For this semaglutide long-term & maintenance guide, the useful starting point is not whether the internet is excited about it. It is whether the evidence, safety limits, prescription pathway, and follow-up plan are strong enough to support a real patient decision.
A patient I work with, a 52-year-old high school principal named Sandra, hit her goal weight seven months into semaglutide therapy and immediately asked the question that almost nobody talks about during the hype phase: “So now what? Do I just keep injecting forever?” It’s the single most important question in GLP-1 treatment, and the honest answer is less tidy than anyone wants it to be.
The boring truth is that maintenance on semaglutide is its own clinical phase, with its own set of trade-offs around dose, duration, cost, and the very real possibility of weight regain after stopping. The STEP-4 trial showed us that discontinuation leads to significant regain in many patients. The STEP-5 dataset gives us two years of continuous therapy data with consistent safety. What it doesn’t give us is a clean exit ramp.
What “Maintenance” Actually Means (and Doesn’t)
Once you’ve reached your target, whether that’s a number on the scale, an A1c threshold, or a set of metabolic markers your clinician cares about, you enter a phase the literature calls maintenance. It sounds stable. It often isn’t.
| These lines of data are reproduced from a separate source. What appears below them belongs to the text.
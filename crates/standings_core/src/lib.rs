//! Standings and team rating engine.
//!
//! A [`Registry`] holds every team of one tournament. Finished matches are
//! folded in with [`Registry::add_match`], a [`TableFilter`] selects the view
//! (home/away, opponent strength tier), the five rating strategies run over
//! the filtered view and [`get_standings`] rebuilds a flat record per team.

pub mod error;
pub mod filter;
pub mod processor;
pub mod rating;
pub mod registry;
pub mod standings;
pub mod team;
pub mod thresholds;
pub mod types;

#[cfg(test)]
mod test_support;

pub use error::{Result, StandingsError};
pub use filter::{rank_by_points, tier_members, Side, TableFilter, Tier};
pub use processor::{derive_results, MatchReport};
pub use rating::{calculate_ratings, RatingKind};
pub use registry::Registry;
pub use standings::{get_standings, round2, Standings, StandingsRow};
pub use team::{
    Ladder, MatchSide, Team, DEFAULT_DIF, DEFAULT_ELO, DEFAULT_POTEMKIN, DEFAULT_POWER, DEFAULT_VO,
};
pub use thresholds::{SportLines, SportThresholds, LADDER_LINES};
pub use types::{GameResult, MatchRecord, Overtime, TeamId};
The core tension: the same drug that got you to your goal appears to be the thing keeping you there. STEP-4 randomized patients who had already lost weight during a 20-week semaglutide lead-in, then switched half of them to placebo. The placebo group regained substantially. The group that stayed on 2.4 mg weekly held their losses. That result is about as clear as obesity medicine gets, and it carries an uncomfortable implication.
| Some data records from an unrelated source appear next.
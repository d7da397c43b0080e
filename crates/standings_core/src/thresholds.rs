//! Per-sport betting lines used by the over/under counters.

use serde::{Deserialize, Serialize};
use std::collections::BTreeMap;
use std::path::Path;

use crate::error::{Result, StandingsError};

/// Fixed lines of the over/under ladder, in ascending order
pub const LADDER_LINES: [f64; 6] = [0.5, 1.5, 2.5, 3.5, 4.5, 5.5];

/// Combined-goals and individual-goals lines for one sport
#[derive(Debug, Clone, Copy, PartialEq, Serialize, Deserialize)]
pub struct SportLines {
    /// Default line for combined goals (tb/tm)
    pub total_line: f64,
    /// Default line for a team's own goals (itb/itm)
    pub individual_line: f64,
}

impl SportLines {
    pub const SOCCER: SportLines = SportLines {
        total_line: 2.5,
        individual_line: 1.5,
    };

    pub const ICE_HOCKEY: SportLines = SportLines {
        total_line: 4.5,
        individual_line: 2.5,
    };
}

/// Lookup table from sport name to its lines.
///
/// Unknown sports are an error rather than silently falling back to a
/// default, since the wrong line skews every tb/tm counter.
#[derive(Debug, Clone, PartialEq, Serialize, Deserialize)]
pub struct SportThresholds {
    #[serde(default)]
    sports: BTreeMap<String, SportLines>,
}

impl Default for SportThresholds {
    fn default() -> Self {
        let mut sports = BTreeMap::new();
        sports.insert("Soccer".to_string(), SportLines::SOCCER);
        sports.insert("Ice Hockey".to_string(), SportLines::ICE_HOCKEY);
        Self { sports }
    }
}

impl SportThresholds {
    /// Empty table with no sports at all
    pub fn empty() -> Self {
        Self {
            sports: BTreeMap::new(),
        }
    }

    /// Parse a TOML table of `[sports."Name"]` sections
    pub fn from_toml_str(contents: &str) -> Result<Self> {
        let thresholds: SportThresholds = toml::from_str(contents)?;
        thresholds.validate()?;
        Ok(thresholds)
    }

    /// Load from a TOML file
    pub fn load(path: &Path) -> Result<Self> {
        let contents = std::fs::read_to_string(path)?;
        Self::from_toml_str(&contents)
    }

    /// Add or replace a sport
    pub fn insert(&mut self, sport: &str, lines: SportLines) {
        self.sports.insert(sport.to_string(), lines);
    }

    /// Merge `other` on top of `self`, entries in `other` win
    pub fn merge(&mut self, other: SportThresholds) {
        self.sports.extend(other.sports);
    }

    pub fn lines_for(&self, sport: &str) -> Result<SportLines> {
        self.sports
            .get(sport)
            .copied()
            .ok_or_else(|| StandingsError::UnknownSport(sport.to_string()))
    }

    pub fn sports(&self) -> impl Iterator<Item = &str> {
        self.sports.keys().map(String::as_str)
    }

    fn validate(&self) -> Result<()> {
        for (sport, lines) in &self.sports {
            for (label, value) in [
                ("total_line", lines.total_line),
                ("individual_line", lines.individual_line),
            ] {
                if !value.is_finite() || value < 0.0 {
                    return Err(StandingsError::InvalidThreshold {
                        sport: sport.clone(),
                        reason: format!("{} must be a non-negative number, got {}", label, value),
                    });
                }
            }
        }
        Ok(())
    }
}

#[cfg(test)]
#[path = "thresholds_tests.rs"]
mod thresholds_tests;
//! VO rating: points of beaten opponents, normalised to the points total.

use crate::registry::Registry;
use crate::types::{GameResult, TeamId};

/// Raw VO score of one team: opponent points over filtered wins plus half of
/// opponent points over filtered draws
pub fn vo_raw(registry: &Registry, id: TeamId) -> f64 {
    registry
        .team(id)
        .filtered_matches()
        .map(|record| {
            let opponent_points = f64::from(registry.team(record.opponent).points);
            match record.result {
                GameResult::Win => opponent_points,
                GameResult::Draw => 0.5 * opponent_points,
                GameResult::Loss => 0.0,
            }
        })
        .sum()
}

/// Store raw VO scores, then divide each by the global scale
/// Σ points / Σ raw over the population.
///
/// Without any raw score, or with zero points in total, the raw values stay.
pub fn calculate_vo(registry: &mut Registry, population: &[TeamId]) {
    let total_points: f64 = population
        .iter()
        .map(|&id| f64::from(registry.team(id).points))
        .sum();

    let raw: Vec<f64> = population.iter().map(|&id| vo_raw(registry, id)).collect();
    let total_raw: f64 = raw.iter().sum();

    for (&id, &score) in population.iter().zip(&raw) {
        registry.team_mut(id).vo_rating = score;
    }

    if total_raw > 0.0 {
        let scale = total_points / total_raw;
        if scale != 0.0 {
            for &id in population {
                registry.team_mut(id).vo_rating /= scale;
            }
        }
    }
}

#[cfg(test)]
#[path = "vo_tests.rs"]
mod vo_tests;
Some patients do fine stepping down to 1.7 mg or 1.0 mg once weight stabilizes. Others can’t. The lower maintenance doses haven’t been studied with the same rigor as the full 2.4 mg, so the decision is a clinical negotiation between you and your prescriber, not something you pull from a chart.
How the Drug Works (Brief, Because You Probably Already Know)
Semaglutide is a GLP-1 receptor agonist dosed once weekly by subcutaneous injection. GLP-1 is an incretin hormone your gut releases after eating. The receptors sit in the pancreas, the GI tract, and critically, in brain regions that regulate hunger.
The practical effects: glucose-dependent insulin release, suppressed glucagon after meals, slower gastric emptying, and reduced appetite via hypothalamic signaling. That combination produced the weight and metabolic results that made the STEP program famous.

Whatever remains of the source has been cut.